From stillnomore.org.

Haven’t we all at one time been in a movie theater when the film broke? One moment we’re caught up in the action and suddenly, there is no story on the screen. Time out while the projectionist rethreads the rest of the reel. If only life were like that. If only sudden interruptions could pick up where they left off. But they can’t always.

The birth of a dead baby is a break in the action. The story is over. We get to say hello and goodbye in the same breath. Instead of a bright future, all we’re left with is shattered dreams of what might have been. When the movie breaks we get our money back. In real life when the “film” breaks we’re given a fetal death certificate. No baby to take home. No reward for the months of waiting. No acknowledgement for our having given birth.

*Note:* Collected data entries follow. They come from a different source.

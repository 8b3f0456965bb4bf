//! httpd-tree - parse Apache httpd-style configuration files into a tree.
//!
//! This library provides:
//! - A line classifier for comments, section tags, and directives
//! - A single-pass tree builder with configurable handling of unbalanced sections
//! - Breadth-first lookup of nodes by name
//!
//! # Example
//!
//! ```
//! use httpd_tree::parse_str;
//!
//! let tree = parse_str(
//!     "Listen 80\n<VirtualHost 172.20.30.40:4000>\nServerAdmin name@email.corporation.com\n</VirtualHost>\n",
//! )
//! .unwrap();
//!
//! let vhost = tree.find_one("VirtualHost").unwrap();
//! assert_eq!(vhost.content(), "172.20.30.40:4000");
//! assert_eq!(vhost.find_all("ServerAdmin").len(), 1);
//! assert!(tree.root().is_root());
//! ```

pub mod config;
pub mod error;
pub mod parser;
pub mod tree;

pub use config::ParseOptions;
pub use error::{ParseError, Result};
pub use parser::{parse, parse_file, parse_lines, parse_str, parse_with};
pub use tree::{ConfigNode, ConfigTree, Node, NodeId, NodeKind, find_all, find_one, is_root};
use crate::tree::node::{ConfigTree, Node};
use std::fmt;

impl fmt::Display for ConfigTree {
	/// Indented listing of every node below the root, one per line.
	fn fmt(&self, f: &mut fmt::Formatter<'_>) -> fmt::Result {
		for child in self.root().children() {
			write_node(f, child, 0)?;
		}
		Ok(())
	}
}

impl fmt::Display for Node<'_> {
	fn fmt(&self, f: &mut fmt::Formatter<'_>) -> fmt::Result {
		if self.is_root() {
			return write!(f, "{}", self.tree());
		}
		write_node(f, *self, 0)
	}
}

fn write_node(f: &mut fmt::Formatter<'_>, node: Node<'_>, depth: usize) -> fmt::Result {
	let indent = "\t".repeat(depth);
	if !node.is_section() {
		return writeln!(f, "{indent}{} {}", node.name(), node.content());
	}

	writeln!(
		f,
		"{indent}<{} {}> ({} children)",
		node.name(),
		node.content(),
		node.child_count()
	)?;
	for child in node.children() {
		write_node(f, child, depth + 1)?;
	}
	Ok(())
}

#[cfg(test)]
mod tests {
	use crate::tree::node::{ConfigTree, NodeId, NodeKind};

	#[test]
	fn test_render_nested_tree() {
		let mut tree = ConfigTree::new();
		tree.create_child(NodeId::ROOT, NodeKind::Directive, "Listen", "80", 1)
			.unwrap();
		let vhost = tree
			.create_child(NodeId::ROOT, NodeKind::Section, "VirtualHost", "*:80", 2)
			.unwrap();
		tree.create_child(vhost, NodeKind::Directive, "ServerName", "www.example.com", 3)
			.unwrap();

		let rendered = tree.to_string();
		assert_eq!(
			rendered,
			"Listen 80\n<VirtualHost *:80> (1 children)\n\tServerName www.example.com\n"
		);
	}

	#[test]
	fn test_render_empty_section_keeps_tag() {
		let mut tree = ConfigTree::new();
		tree.create_child(NodeId::ROOT, NodeKind::Section, "Directory", "/x", 1)
			.unwrap();
		tree.create_child(NodeId::ROOT, NodeKind::Directive, "Listen", "80", 3)
			.unwrap();

		assert_eq!(tree.to_string(), "<Directory /x> (0 children)\nListen 80\n");
	}

	#[test]
	fn test_render_empty_tree() {
		assert_eq!(ConfigTree::new().to_string(), "");
	}
}
use crate::config::parser::parse_options_file;
use crate::config::types::ParseOptions;
use crate::error::{ParseError, Result};
use std::path::{Path, PathBuf};

const OPTIONS_FILE_NAME: &str = ".httpd-tree.toml";

/// Resolve the parse options to use.
///
/// The lookup order is:
/// 1. An explicit path, which must exist and parse
/// 2. `~/.httpd-tree.toml`, if present
/// 3. `ParseOptions::default()`
pub fn load_options(explicit: Option<&Path>) -> Result<ParseOptions> {
	if let Some(path) = explicit {
		tracing::debug!(path = %path.display(), "loading options file");
		return parse_options_file(path);
	}

	// A missing home directory just means there is no user file to read.
	let Ok(user_path) = user_options_path() else {
		return Ok(ParseOptions::default());
	};

	if user_path.exists() {
		tracing::debug!(path = %user_path.display(), "loading user options file");
		parse_options_file(&user_path)
	} else {
		Ok(ParseOptions::default())
	}
}

/// Get the path to the user's options file.
pub fn user_options_path() -> Result<PathBuf> {
	let home_dir = dirs::home_dir().ok_or(ParseError::HomeDirectoryNotFound)?;
	Ok(home_dir.join(OPTIONS_FILE_NAME))
}
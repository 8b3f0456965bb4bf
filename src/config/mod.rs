//! Parse options for httpd-tree.
//!
//! This module handles:
//! - The `ParseOptions` policy knobs for malformed section nesting
//! - TOML options file parsing
//! - User options file discovery

pub mod discovery;
pub mod parser;
pub mod types;

pub use discovery::{load_options, user_options_path};
pub use parser::{parse_options_file, parse_options_str};
pub use types::{ParseOptions, UnclosedSections, UnmatchedClose};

When we discover that what once lived within us is dead we want to run away. But we can’t, just yet. First we must deliver our baby, just like the mothers of live babies do. We must endure the pain. Just like mothers of live babies. And when it’s over we get to hold our baby, just like mothers of live babies do. But then we have to give our baby back and go home to an empty nursery.

Contrary to what the pundits say, it is possible to fool Mother Nature. She doesn’t know our baby died, and so she dutifully produces milk to nourish and protect that, which is no longer living. She knows we gave birth. We know we gave birth. But the state says not. Stillbirth mothers are not yet acknowledged as mothers by most states, but we’re working to change that.